‘Compliant’ Doesn’t Mean Secure, Navy CIO Says

TYSONS CORNER, Va. — The Department of the Navy has a security problem, and it’s embedded in the institutional culture, according to the Navy’s top informational technology executive.

“We are losing the Department of Navy’s information every day. And we’re losing it directly through our supply chain. Our adversaries are literally screening our plans and using them against us every day. And it’s got to stop,” Chief Information Officer Aaron Weiss told a meeting here of industry and department leadership on Jan. 24.

“We have a culture of compliance when it comes to security,” said Weiss, who became CIO in September. That culture leads people to say, ‘If I do the checklist and I do all the right things and I wait a year, then someone will give me a stamp that says I have authority to operate and I am secure,’” Weiss said.

“Well, you might have been secure at that moment you filled out the checklist, but time marched on,” he said. “The adversaries’ capability has moved on. You’re no longer secure.”

Security has to become a “constant of state of readiness,” Weiss maintained. Both the department and industry have to move “from security by compliance to security as a state of being, and it has to be a part of everything we do both inside the Department of the Navy and in our supply chain,” said Weiss, who joined acting Navy Secretary Thomas Modly and the Navy’s first chief learning officer, John Kroger, for a breakfast meeting to discuss technology and education with executives hosted by the National Defense Industry Association.

Coming to the Navy after more than 30 years in the private sector and a stint as senior advisor to the Defense Department’s CIO, Weiss said he was shocked by the difference in the day-to-day technology available to the Navy compared to the private sector.

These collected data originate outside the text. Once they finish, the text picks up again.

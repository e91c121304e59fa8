//! The persistence seam for the entry tree.
//!
//! [`EntryRepository`] is the narrow interface the service layer depends
//! on. Every mutation that touches more than one row — a path cascade, a
//! tree-wide soft delete — derives the affected subtree *inside* its own
//! transactional scope and commits atomically, so a concurrent mutation
//! on the same subtree can never interleave with a cascade in progress
//! or leave partial writes behind.

pub mod memory;
pub mod postgres;

use async_trait::async_trait;

use drivebox_core::result::AppResult;
use drivebox_core::types::{EntryId, UserId};
use drivebox_entity::entry::{Entry, NewEntry};

/// Transactional storage for entry rows.
#[async_trait]
pub trait EntryRepository: Send + Sync + 'static {
    /// Insert a new entry, assigning its id and timestamps.
    ///
    /// Re-validates the parent inside the same transactional scope as the
    /// insert: fails with `InvalidParent` when `parent_id` no longer
    /// references a live folder of the same owner, and with `Conflict`
    /// when a live entry of the same owner already occupies the target
    /// path. The service layer checks both up front; this is the
    /// authoritative check against writes that land in between.
    async fn insert(&self, data: &NewEntry) -> AppResult<Entry>;

    /// Find an entry by id, regardless of owner or deletion state.
    async fn find(&self, id: EntryId) -> AppResult<Option<Entry>>;

    /// Find a live (not soft-deleted) entry by owner and materialized path.
    async fn find_by_path(&self, owner_id: UserId, path: &str) -> AppResult<Option<Entry>>;

    /// List immediate children of a parent (or root-level entries when
    /// `parent_id` is `None`), ordered by name ascending.
    async fn children(
        &self,
        owner_id: UserId,
        parent_id: Option<EntryId>,
        include_deleted: bool,
    ) -> AppResult<Vec<Entry>>;

    /// Persist a renamed or moved root entry and rewrite the paths of its
    /// entire subtree, atomically. The descendant set is derived inside
    /// the transaction, so children created while the caller was
    /// preparing the mutation are rewritten too. Returns the stored root.
    async fn apply_subtree_paths(&self, root: &Entry) -> AppResult<Entry>;

    /// Flip the soft-delete flag on a single entry (restore path).
    async fn set_deleted(&self, id: EntryId, deleted: bool) -> AppResult<()>;

    /// Soft-delete an entry and every descendant in one atomic operation,
    /// walking the subtree inside the transactional scope. Returns the
    /// number of entries marked.
    async fn set_deleted_subtree(&self, id: EntryId) -> AppResult<u64>;

    /// Set the starred flag on a single entry.
    async fn set_starred(&self, id: EntryId, starred: bool) -> AppResult<()>;

    /// Permanently remove an owner's soft-deleted entries. Only ever
    /// touches rows with `is_deleted = true`; intended for an external
    /// batch job. Returns the number of rows purged.
    async fn purge_deleted(&self, owner_id: UserId) -> AppResult<u64>;
}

“What we provide to Sailors, Marines and civilians is about 15 years behind where private industry is,” said Weiss, noting he faces a huge task to bring the Navy Department’s infrastructure capability up to parity with industry.

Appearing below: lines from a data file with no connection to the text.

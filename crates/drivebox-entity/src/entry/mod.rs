//! File-system entry domain entities.

pub mod breadcrumb;
pub mod model;

pub use breadcrumb::Breadcrumb;
pub use model::{DEFAULT_FILE_MIME_TYPE, Entry, FOLDER_MIME_TYPE, NewEntry};
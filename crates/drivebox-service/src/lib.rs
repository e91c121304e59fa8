//! # drivebox-service
//!
//! Business logic for the Drivebox entry tree. The [`EntryStore`]
//! orchestrates the persistence backend, the path resolver, and the
//! integrity guard to keep the per-owner file/folder hierarchy consistent
//! under every mutation.
//!
//! Services follow constructor injection — all dependencies are provided
//! at construction time via `Arc` references. The acting user is passed
//! explicitly into every operation; no ambient request context is used.

pub mod entry;

pub use entry::{CreateEntryRequest, EntryStore};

“We’re not doing that today. We’re providing data. Data without context is not usable information. We’re providing steams of data that we expect our Sailors and Marines to integrate, create context and make usable so that they can decide and act. But we’re not arming them with the information that they need.”

Weiss conceded that changing a culture would be a heavy lift, but coming back to security, he added “there’s very little value in a modernized infrastructure driving innovation if we’re letting the good stuff walk out the back door.”